Rumen degradable protein can be decomposed into peptides, ammonia and amino acids by microorganisms for growth and reproduction. The protein content of microorganism itself is about 60%. The amount of protein available to dairy cows depends on the intake from the diet, the amount of rumen passing microorganisms and the digestion in the intestine. When energy (carbohydrate) is deficient or excessive, the efficiency of ammonia utilization by microorganisms will be reduced.
Milk urea nitrogen (MUN) can be used as a tool to evaluate protein utilization efficiency. When the rumen microbes can not make full use of ammonia to synthesize microbial protein, ammonia can be absorbed through the rumen wall, and enter the liver with blood circulation, which is converted into urea nitrogen and then into circulation. Urea nitrogen in the blood can enter the urine and milk, or return to the rumen for microbial reuse. Blood and milk urea nitrogen content is highly correlated, so Mun concentration can reflect the urea concentration in blood and other liquids.
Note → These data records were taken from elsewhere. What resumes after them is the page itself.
//! Class-rule collection from embedded `<style>` blocks.
//!
//! Only the part of CSS the renderer emits matters here: flat rule lists
//! whose selectors end in one or more `.class` references. At-rules are
//! skipped, pseudo-classes and attribute selectors are ignored.

use rustc_hash::FxHashMap;
use tracing::debug;

use crate::scan::{self, Scanner, TagKind};

/// Ordered `property: value` pairs with last-write-wins semantics.
#[derive(Debug, Clone, Default, PartialEq, Eq)]
pub struct Declarations {
    entries: Vec<(String, String)>,
}

impl Declarations {
    /// Parse a declaration block body (`fill:#fff; stroke: red !important`).
    ///
    /// Properties are lowercased, `!important` is dropped, entries without a
    /// colon or with an empty side are skipped.
    #[must_use]
    pub fn parse(text: &str) -> Self {
        let mut decls = Self::default();
        for piece in split_top_level(text, b';') {
            let Some((property, value)) = piece.split_once(':') else {
                continue;
            };
            let property = property.trim().to_ascii_lowercase();
            let value = strip_important(value.trim());
            if property.is_empty() || value.is_empty() {
                continue;
            }
            decls.set(&property, value);
        }
        decls
    }

    pub fn set(&mut self, property: &str, value: &str) {
        match self.entries.iter_mut().find(|(p, _)| p == property) {
            Some((_, existing)) => value.clone_into(existing),
            None => self.entries.push((property.to_string(), value.to_string())),
        }
    }

    #[must_use]
    pub fn get(&self, property: &str) -> Option<&str> {
        self.entries
            .iter()
            .find(|(p, _)| p == property)
            .map(|(_, v)| v.as_str())
    }

    #[must_use]
    pub fn contains(&self, property: &str) -> bool {
        self.entries.iter().any(|(p, _)| p == property)
    }

    pub fn remove(&mut self, property: &str) -> bool {
        let before = self.entries.len();
        self.entries.retain(|(p, _)| p != property);
        self.entries.len() != before
    }

    /// Apply `other` on top of `self`.
    pub fn merge(&mut self, other: &Self) {
        for (property, value) in &other.entries {
            self.set(property, value);
        }
    }

    pub fn iter(&self) -> impl Iterator<Item = (&str, &str)> {
        self.entries.iter().map(|(p, v)| (p.as_str(), v.as_str()))
    }

    pub fn iter_mut(&mut self) -> impl Iterator<Item = (&str, &mut String)> {
        self.entries.iter_mut().map(|(p, v)| (p.as_str(), v))
    }

    #[must_use]
    pub fn len(&self) -> usize {
        self.entries.len()
    }

    #[must_use]
    pub fn is_empty(&self) -> bool {
        self.entries.is_empty()
    }

    /// Render as an inline style value (`fill:#fff;stroke:red`).
    #[must_use]
    pub fn render(&self) -> String {
        let mut out = String::new();
        for (index, (property, value)) in self.entries.iter().enumerate() {
            if index > 0 {
                out.push(';');
            }
            out.push_str(property);
            out.push(':');
            out.push_str(value);
        }
        out
    }
}

/// Class name → merged declarations, in stylesheet order.
#[derive(Debug, Clone, Default)]
pub struct StyleRuleSet {
    rules: FxHashMap<String, Declarations>,
}

impl StyleRuleSet {
    #[must_use]
    pub fn new() -> Self {
        Self::default()
    }

    /// Parse a single stylesheet.
    #[must_use]
    pub fn parse(css: &str) -> Self {
        let mut rules = Self::new();
        rules.add_stylesheet(css);
        rules
    }

    /// Fold a stylesheet into the set. A class mentioned by several rules
    /// accumulates their declarations, later ones overriding earlier ones.
    pub fn add_stylesheet(&mut self, css: &str) {
        let css = strip_comments(css);
        let mut rest = css.as_str();
        loop {
            rest = rest.trim_start();
            if rest.is_empty() {
                break;
            }
            let Some(brace) = rest.find('{') else {
                break;
            };

            if rest.starts_with('@') {
                if let Some(semi) = rest.find(';')
                    && semi < brace
                {
                    rest = &rest[semi + 1..];
                    continue;
                }
                rest = match block_end(rest, brace) {
                    Some(end) => &rest[end + 1..],
                    None => "",
                };
                continue;
            }

            let prelude = &rest[..brace];
            let body_start = brace + 1;
            let (body, next) = match rest[body_start..].find('}') {
                Some(rel) => (&rest[body_start..body_start + rel], &rest[body_start + rel + 1..]),
                None => (&rest[body_start..], ""),
            };
            self.add_rule(prelude, body);
            rest = next;
        }
    }

    fn add_rule(&mut self, prelude: &str, body: &str) {
        let decls = Declarations::parse(body);
        if decls.is_empty() {
            return;
        }
        for selector in prelude.split(',') {
            let Some(subject) = selector.split_whitespace().last() else {
                continue;
            };
            for class in class_refs(subject) {
                self.rules.entry(class.to_string()).or_default().merge(&decls);
            }
        }
    }

    #[must_use]
    pub fn get(&self, class: &str) -> Option<&Declarations> {
        self.rules.get(class)
    }

    /// Union of the declarations of `classes`; later classes win conflicts.
    pub fn resolve<'c>(&self, classes: impl IntoIterator<Item = &'c str>) -> Declarations {
        let mut resolved = Declarations::default();
        for class in classes {
            if let Some(decls) = self.rules.get(class) {
                resolved.merge(decls);
            }
        }
        resolved
    }

    #[must_use]
    pub fn len(&self) -> usize {
        self.rules.len()
    }

    #[must_use]
    pub fn is_empty(&self) -> bool {
        self.rules.is_empty()
    }
}

/// Collect class rules from every `<style>` block and return the document
/// with those blocks removed.
#[must_use]
pub fn collect_styles(doc: &str) -> (StyleRuleSet, String) {
    let mut rules = StyleRuleSet::new();
    let mut blocks = 0_usize;
    let mut scanner = Scanner::new(doc).peekable();
    while let Some(tag) = scanner.next() {
        if tag.kind != TagKind::Start || tag.self_closing || !tag.name.eq_ignore_ascii_case("style") {
            continue;
        }
        if let Some(close) = scanner.next_if(|next| next.kind == TagKind::End) {
            rules.add_stylesheet(&doc[tag.end..close.start]);
            blocks += 1;
        }
    }
    debug!("Collected {} class rules from {blocks} style blocks", rules.len());
    if blocks == 0 {
        return (rules, doc.to_string());
    }
    (rules, scan::remove_elements(doc, &["style"]))
}

/// Class names referenced by one compound selector (`g.node.default:hover`).
fn class_refs(subject: &str) -> impl Iterator<Item = &str> {
    subject.split('.').skip(1).filter_map(|segment| {
        let len = segment
            .char_indices()
            .find(|(_, c)| !(c.is_alphanumeric() || matches!(c, '-' | '_') || !c.is_ascii()))
            .map_or(segment.len(), |(at, _)| at);
        (len > 0).then(|| &segment[..len])
    })
}

fn strip_comments(css: &str) -> String {
    let mut out = String::with_capacity(css.len());
    let mut rest = css;
    while let Some(open) = rest.find("/*") {
        out.push_str(&rest[..open]);
        match rest[open + 2..].find("*/") {
            Some(rel) => rest = &rest[open + 2 + rel + 2..],
            None => {
                rest = "";
                break;
            }
        }
    }
    out.push_str(rest);
    out.replace("<![CDATA[", "").replace("]]>", "")
}

/// Offset of the `}` closing the block opened at `open`.
fn block_end(css: &str, open: usize) -> Option<usize> {
    let mut depth = 0_usize;
    for (at, byte) in css.bytes().enumerate().skip(open) {
        match byte {
            b'{' => depth += 1,
            b'}' => {
                depth -= 1;
                if depth == 0 {
                    return Some(at);
                }
            }
            _ => {}
        }
    }
    None
}

fn strip_important(value: &str) -> &str {
    match value.rfind('!') {
        Some(bang) if value[bang + 1..].trim().eq_ignore_ascii_case("important") => {
            value[..bang].trim_end()
        }
        _ => value,
    }
}

/// Split on `sep` outside quotes and parentheses.
fn split_top_level(text: &str, sep: u8) -> Vec<&str> {
    let mut pieces = Vec::new();
    let mut quote: Option<u8> = None;
    let mut depth = 0_usize;
    let mut start = 0;
    for (at, byte) in text.bytes().enumerate() {
        match (quote, byte) {
            (Some(q), b) if b == q => quote = None,
            (Some(_), _) => {}
            (None, b'"' | b'\'') => quote = Some(byte),
            (None, b'(') => depth += 1,
            (None, b')') => depth = depth.saturating_sub(1),
            (None, b) if b == sep && depth == 0 => {
                pieces.push(&text[start..at]);
                start = at + 1;
            }
            _ => {}
        }
    }
    pieces.push(&text[start..]);
    pieces
}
The ideal Mun may vary between different pastures, depending on the nutritional management of dairy cows. According to field observation, it is suggested that Mun lower than 6-8 mg / dl may mean the lack of degradable protein in rumen, which limits milk production and milk protein synthesis. Mun higher than 12-14 mg / dl may indicate that the rumen available protein is too much, the protein composition is not balanced or the energy and nitrogen do not match.
In the case of poor quality corn silage, it is important to monitor Mun to assess the balance between protein and carbohydrate in the diet. The content of fermentable starch in rumen was decreased and the concentration of Mun was increased. In assessing Mun concentrations, it is important to remember that it is affected by milking time (relative to feeding), the number of milking per day, and the sampling time (morning or afternoon).